Werden die Preiseinbrüche, die drastischen Einschnitte in der Kreditvergabe und der weit verbreitete Pessimismus zu einer grossen Depression führen?

Stephen Roach: In meiner 35-jährigen Karriere als Ökonom habe ich fünf Rezessionen und zwölf Finanzkrisen mitgemacht. Sie waren alle unterschiedlich. Diese ist noch schlimmer. Aber so heftig wie in den 30er Jahren, das denke ich nicht. Der Vergleich mit historischen Richtwerten ist noch verfrüht.

Wohin, glauben Sie, entwickelt sich die US-Wirtschaft 2009, und welche Folgen hat das für Asien?

Roach: Die USA befinden sich in einer tiefen Rezession, die vor allem von den eingefrorenen Kreditmärkten bestimmt wird. Ich glaube, wenn die Kreditmärkte langsam wieder auftauen, wird die Rezession nicht ganz so schlimm. Dennoch wird sie fast das ganze Jahr 2009 bestimmen und womöglich noch ins Jahr 2010 schwappen. Asien bleibt weiter eine exportbestimmte Wirtschaft, weshalb es aufgrund des nachlassenden Konsums in Amerika Druck spüren wird. Die gute Nachricht ist, dass die Region nicht kollabieren wird wie vor zehn Jahren, aber ein langsameres Wachstum bis ins Jahr 2010 hinein ist wahrscheinlich.

Wann wird der US-Markt die Talsohle erreicht haben?

Roach: Ich denke, dass irgendwann in der zweiten Hälfte 2009 wieder Auftrieb in den amerikanischen Kapitalmarkt kommen wird.
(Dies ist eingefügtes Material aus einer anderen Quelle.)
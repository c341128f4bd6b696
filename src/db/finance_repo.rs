// src/db/finance_repo.rs

use chrono::NaiveDate;
use rust_decimal::Decimal;
use sqlx::PgPool;
use uuid::Uuid;

use crate::{
    common::error::AppError,
    models::finance::{JournalEntry, JournalEntryKind, Sale, Withdrawal},
};

// Vendas, retiradas e o diário contábil. Mesmo contrato do catálogo:
// uma chamada, uma linha, sem transação envolvendo múltiplas escritas.
#[derive(Clone)]
pub struct FinanceRepository {
    pool: PgPool,
}

impl FinanceRepository {
    pub fn new(pool: PgPool) -> Self {
        Self { pool }
    }

    // ---
    // Vendas
    // ---

    pub async fn list_sales(&self, store_id: Uuid) -> Result<Vec<Sale>, AppError> {
        sqlx::query_as::<_, Sale>(
            "SELECT * FROM sales WHERE store_id = $1 ORDER BY sold_at DESC, created_at DESC",
        )
        .bind(store_id)
        .fetch_all(&self.pool)
        .await
        .map_err(AppError::LookupError)
    }

    #[allow(clippy::too_many_arguments)]
    pub async fn create_sale(
        &self,
        store_id: Uuid,
        product_id: Option<Uuid>,
        description: &str,
        quantity: Decimal,
        unit_price: Decimal,
        total_amount: Decimal,
        sold_at: NaiveDate,
    ) -> Result<Sale, AppError> {
        sqlx::query_as::<_, Sale>(
            r#"
            INSERT INTO sales (store_id, product_id, description, quantity, unit_price, total_amount, sold_at)
            VALUES ($1, $2, $3, $4, $5, $6, $7)
            RETURNING *
            "#,
        )
        .bind(store_id)
        .bind(product_id)
        .bind(description)
        .bind(quantity)
        .bind(unit_price)
        .bind(total_amount)
        .bind(sold_at)
        .fetch_one(&self.pool)
        .await
        .map_err(AppError::PersistenceError)
    }

    #[allow(clippy::too_many_arguments)]
    pub async fn update_sale(
        &self,
        sale_id: Uuid,
        store_id: Uuid,
        description: &str,
        quantity: Decimal,
        unit_price: Decimal,
        total_amount: Decimal,
        sold_at: NaiveDate,
    ) -> Result<Sale, AppError> {
        sqlx::query_as::<_, Sale>(
            r#"
            UPDATE sales
            SET description = $3, quantity = $4, unit_price = $5,
                total_amount = $6, sold_at = $7, updated_at = now()
            WHERE id = $1 AND store_id = $2
            RETURNING *
            "#,
        )
        .bind(sale_id)
        .bind(store_id)
        .bind(description)
        .bind(quantity)
        .bind(unit_price)
        .bind(total_amount)
        .bind(sold_at)
        .fetch_optional(&self.pool)
        .await
        .map_err(AppError::PersistenceError)?
        .ok_or_else(|| AppError::ResourceNotFound("Venda".to_string()))
    }

    pub async fn delete_sale(&self, sale_id: Uuid, store_id: Uuid) -> Result<(), AppError> {
        let result = sqlx::query("DELETE FROM sales WHERE id = $1 AND store_id = $2")
            .bind(sale_id)
            .bind(store_id)
            .execute(&self.pool)
            .await
            .map_err(AppError::PersistenceError)?;

        if result.rows_affected() == 0 {
            return Err(AppError::ResourceNotFound("Venda".to_string()));
        }
        Ok(())
    }

    // ---
    // Retiradas
    // ---

    pub async fn list_withdrawals(&self, store_id: Uuid) -> Result<Vec<Withdrawal>, AppError> {
        sqlx::query_as::<_, Withdrawal>(
            "SELECT * FROM withdrawals WHERE store_id = $1 ORDER BY withdrawn_at DESC, created_at DESC",
        )
        .bind(store_id)
        .fetch_all(&self.pool)
        .await
        .map_err(AppError::LookupError)
    }

    pub async fn create_withdrawal(
        &self,
        store_id: Uuid,
        amount: Decimal,
        description: Option<&str>,
        withdrawn_at: NaiveDate,
    ) -> Result<Withdrawal, AppError> {
        sqlx::query_as::<_, Withdrawal>(
            r#"
            INSERT INTO withdrawals (store_id, amount, description, withdrawn_at)
            VALUES ($1, $2, $3, $4)
            RETURNING *
            "#,
        )
        .bind(store_id)
        .bind(amount)
        .bind(description)
        .bind(withdrawn_at)
        .fetch_one(&self.pool)
        .await
        .map_err(AppError::PersistenceError)
    }

    pub async fn update_withdrawal(
        &self,
        withdrawal_id: Uuid,
        store_id: Uuid,
        amount: Decimal,
        description: Option<&str>,
        withdrawn_at: NaiveDate,
    ) -> Result<Withdrawal, AppError> {
        sqlx::query_as::<_, Withdrawal>(
            r#"
            UPDATE withdrawals
            SET amount = $3, description = $4, withdrawn_at = $5, updated_at = now()
            WHERE id = $1 AND store_id = $2
            RETURNING *
            "#,
        )
        .bind(withdrawal_id)
        .bind(store_id)
        .bind(amount)
        .bind(description)
        .bind(withdrawn_at)
        .fetch_optional(&self.pool)
        .await
        .map_err(AppError::PersistenceError)?
        .ok_or_else(|| AppError::ResourceNotFound("Retirada".to_string()))
    }

    pub async fn delete_withdrawal(&self, withdrawal_id: Uuid, store_id: Uuid) -> Result<(), AppError> {
        let result = sqlx::query("DELETE FROM withdrawals WHERE id = $1 AND store_id = $2")
            .bind(withdrawal_id)
            .bind(store_id)
            .execute(&self.pool)
            .await
            .map_err(AppError::PersistenceError)?;

        if result.rows_affected() == 0 {
            return Err(AppError::ResourceNotFound("Retirada".to_string()));
        }
        Ok(())
    }

    // ---
    // Diário contábil
    // ---

    pub async fn list_journal_entries(&self, user_id: Uuid) -> Result<Vec<JournalEntry>, AppError> {
        sqlx::query_as::<_, JournalEntry>(
            "SELECT * FROM journal_entries WHERE user_id = $1 ORDER BY entry_date DESC, created_at DESC",
        )
        .bind(user_id)
        .fetch_all(&self.pool)
        .await
        .map_err(AppError::LookupError)
    }

    pub async fn create_journal_entry(
        &self,
        user_id: Uuid,
        kind: JournalEntryKind,
        description: &str,
        amount: Decimal,
        entry_date: NaiveDate,
    ) -> Result<JournalEntry, AppError> {
        sqlx::query_as::<_, JournalEntry>(
            r#"
            INSERT INTO journal_entries (user_id, kind, description, amount, entry_date)
            VALUES ($1, $2, $3, $4, $5)
            RETURNING *
            "#,
        )
        .bind(user_id)
        .bind(kind)
        .bind(description)
        .bind(amount)
        .bind(entry_date)
        .fetch_one(&self.pool)
        .await
        .map_err(AppError::PersistenceError)
    }

    #[allow(clippy::too_many_arguments)]
    pub async fn update_journal_entry(
        &self,
        entry_id: Uuid,
        user_id: Uuid,
        kind: JournalEntryKind,
        description: &str,
        amount: Decimal,
        entry_date: NaiveDate,
    ) -> Result<JournalEntry, AppError> {
        sqlx::query_as::<_, JournalEntry>(
            r#"
            UPDATE journal_entries
            SET kind = $3, description = $4, amount = $5, entry_date = $6, updated_at = now()
            WHERE id = $1 AND user_id = $2
            RETURNING *
            "#,
        )
        .bind(entry_id)
        .bind(user_id)
        .bind(kind)
        .bind(description)
        .bind(amount)
        .bind(entry_date)
        .fetch_optional(&self.pool)
        .await
        .map_err(AppError::PersistenceError)?
        .ok_or_else(|| AppError::ResourceNotFound("Lançamento".to_string()))
    }

    pub async fn delete_journal_entry(&self, entry_id: Uuid, user_id: Uuid) -> Result<(), AppError> {
        let result = sqlx::query("DELETE FROM journal_entries WHERE id = $1 AND user_id = $2")
            .bind(entry_id)
            .bind(user_id)
            .execute(&self.pool)
            .await
            .map_err(AppError::PersistenceError)?;

        if result.rows_affected() == 0 {
            return Err(AppError::ResourceNotFound("Lançamento".to_string()));
        }
        Ok(())
    }
}
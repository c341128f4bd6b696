use axum::{
    extract::{FromRequestParts, Request, State},
    http::request::Parts,
    middleware::Next,
    response::Response,
};

use crate::{common::error::AppError, config::AppState, models::auth::TenantUser};

// O middleware em si: valida o Bearer token e carrega o usuário do diretório.
pub async fn auth_guard(
    State(app_state): State<AppState>,
    mut request: Request,
    next: Next,
) -> Result<Response, AppError> {
    let headers = request.headers();
    let auth_header = headers
        .get("Authorization")
        .and_then(|value| value.to_str().ok());

    if let Some(auth_header) = auth_header {
        if let Some(token) = auth_header.strip_prefix("Bearer ") {
            let user = app_state.session_service.validate_token(token).await?;

            // Insere o usuário nos "extensions" da requisição
            request.extensions_mut().insert(user);
            return Ok(next.run(request).await);
        }
    }

    Err(AppError::InvalidToken)
}

// Extrator para obter o usuário autenticado diretamente nos handlers
pub struct AuthenticatedUser(pub TenantUser);

impl<S> FromRequestParts<S> for AuthenticatedUser
where
    S: Send + Sync,
{
    type Rejection = AppError;

    async fn from_request_parts(parts: &mut Parts, _state: &S) -> Result<Self, Self::Rejection> {
        parts
            .extensions
            .get::<TenantUser>()
            .cloned()
            .map(AuthenticatedUser)
            .ok_or(AppError::InvalidToken)
    }
}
Doch die Frage ist, wie lang die Rally anhält, wenn der Markt die Talsohle überwunden hat und es wieder ? und das wird es zweifelsohne ? nach oben geht. Meine Einschätzung ist, dass es im frühen Stadium eine schwache Erholung sein wird. Dieser Umstand verhindert, dass der Aufwärtstrend an den Märkten zu lang und zu stark ausfallen wird.